Asset bubble ‘threatens SNB euro stockpiles’
The threat of a collapse in the price of assets, such as government bonds, cannot be ruled out, star economist Nouriel Roubini tells swissinfo.ch. If that happens, the Swiss National Bank (SNB) could be faced with a multi-billion franc bill.
Since introducing a CHF1.20 exchange rate with the euro in 2011, the central bank has rapidly built up a huge stockpile of foreign exchange reserves that have nearly doubled in the past two years to over CHF440 billion ($470 billion) in May 2013.
A large portion of these reserves has been pumped into eurozone government bonds as the SNB successfully held down the value of the franc. So far, the policy has paid off with interest payments on bonds helping to wipe out direct foreign exchange losses last year, leaving the central bank with a CHF6.9 billion profit in 2012.
But a sudden rise in the currently rock bottom interest rates could lead to a sharp reduction in the value of bonds, leaving Switzerland’s central bank with massive losses if it cannot divest its investments fast enough.
Asset prices have been rising at an unsustainably faster rate than real global economic growth in recent months, United States economist Roubini told the Swiss Economic Forum in Interlaken on Thursday.
Unless general economic conditions improve, global markets could start to experience a bubble as soon as next year, he warned. Such a bubble could then burst, leading to further global economic shocks.
“I worry more about asset bubble risks than the traditional risk of goods inflation,” Roubini told swissinfo.ch. “At the moment, we are witnessing a frothiness in asset prices that could lead to a bubble – not this year, but possibly next – and eventually end up in a crash.”
Saving the franc
Investors flocked to the safe haven franc following the 2008 financial crisis and subsequent global recession and eurozone crisis.
Faced with an uncontrollably appreciating franc that threatened deflation and harmed exporters and the domestic tourism industry, the central bank decided in 2009 to buy up large quantities of euros.
Foreign currency holdings rose from CHF47.5 billion in 2008 to CHF204 billion in 2010. But the foreign exchange intervention came at a steep CHF26.5 billion loss, resulting in an overall loss of CHF19.2 billion for the central bank at the end of 2010.
With the franc threatening to hit parity with the euro in August 2011 (reaching CHF1.04 on August 11), the SNB was forced to announce on September 6 that it would react against the “massive overvaluation” of the franc by enforcing an exchange rate floor of CHF1.20.
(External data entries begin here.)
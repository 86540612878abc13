//! MIME type detection for web assets.

/// Type served for unrecognized extensions.
pub const FALLBACK_MIME: &str = "application/octet-stream";

/// Detect MIME type from a file path's extension.
///
/// Matching is case-insensitive. Paths without an extension get
/// [`FALLBACK_MIME`].
pub fn mime_for_path(path: &str) -> &'static str {
    let file_name = path.rsplit('/').next().unwrap_or(path);
    let Some((_, ext)) = file_name.rsplit_once('.') else {
        return FALLBACK_MIME;
    };
    match ext.to_ascii_lowercase().as_str() {
        "html" | "htm" => "text/html",
        "css" => "text/css",
        "js" | "mjs" => "text/javascript",
        "json" => "application/json",
        "png" => "image/png",
        "jpg" | "jpeg" => "image/jpeg",
        "svg" => "image/svg+xml",
        "webp" => "image/webp",
        "gif" => "image/gif",
        "ico" => "image/x-icon",
        "woff" => "font/woff",
        "woff2" => "font/woff2",
        "ttf" => "font/ttf",
        "otf" => "font/otf",
        "wasm" => "application/wasm",
        "map" => "application/json",
        _ => FALLBACK_MIME,
    }
}

#[cfg(test)]
mod tests {
    use super::*;

    #[test]
    fn known_extensions() {
        assert_eq!(mime_for_path("index.html"), "text/html");
        assert_eq!(mime_for_path("x/y.css"), "text/css");
        assert_eq!(mime_for_path("assets/app.js"), "text/javascript");
        assert_eq!(mime_for_path("fonts/a.woff2"), "font/woff2");
        assert_eq!(mime_for_path("img/logo.JPG"), "image/jpeg");
    }

    #[test]
    fn unknown_or_missing_extension_falls_back() {
        assert_eq!(mime_for_path("data.bin"), FALLBACK_MIME);
        assert_eq!(mime_for_path("LICENSE"), FALLBACK_MIME);
        assert_eq!(mime_for_path("dir.v2/README"), FALLBACK_MIME);
    }
}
The central bank has since stood by its stated intention to defend its policy by buying foreign currency in “unlimited quantities”. The policy has not resulted in any more annual losses for the central banks but its foreign exchange reserves stood at CHF441.4 billion in May 2013, the latest available figures.
Roubini, who was one of the few economists to accurately predict the 2008 financial crash, told forum delegates that the global economy was currently faring better than a year ago but was still dogged by underlying structural weaknesses that could flare up at any moment.
These included a possible break-up of the eurozone, collapse in the US economic recovery, a sharp fall in Asian economies and the threat of military conflict in Asia and the Middle East.
Roubini forecast the eurozone to “at best” experience a continuing recession for a decade to come, a situation that would harm Swiss exporters and pile more pressure on the SNB to continue its euro spending spree.
“The eurozone is no longer in the emergency room, but it is still in a chronically critical condition,” Roubini said.
But he tipped Switzerland to survive even a worst-case scenario thanks to its traditionally solid economic and financial decision making.
“Switzerland is linked to the eurozone; no country is an island. But any country with such sound institutions and economic framework will be able to withstand shocks,” he said.
Roubini also believes Switzerland’s beleaguered financial system – under sustained global attack to give up its role as a secretive haven for international assets – can prosper even if the country caves into demands for reform.
“The Swiss financial system will continue to flourish because it provides a far more diverse range of financial and asset management services than other jurisdictions,” he said. “There are some jurisdictions that rely purely on tax evasion to survive.”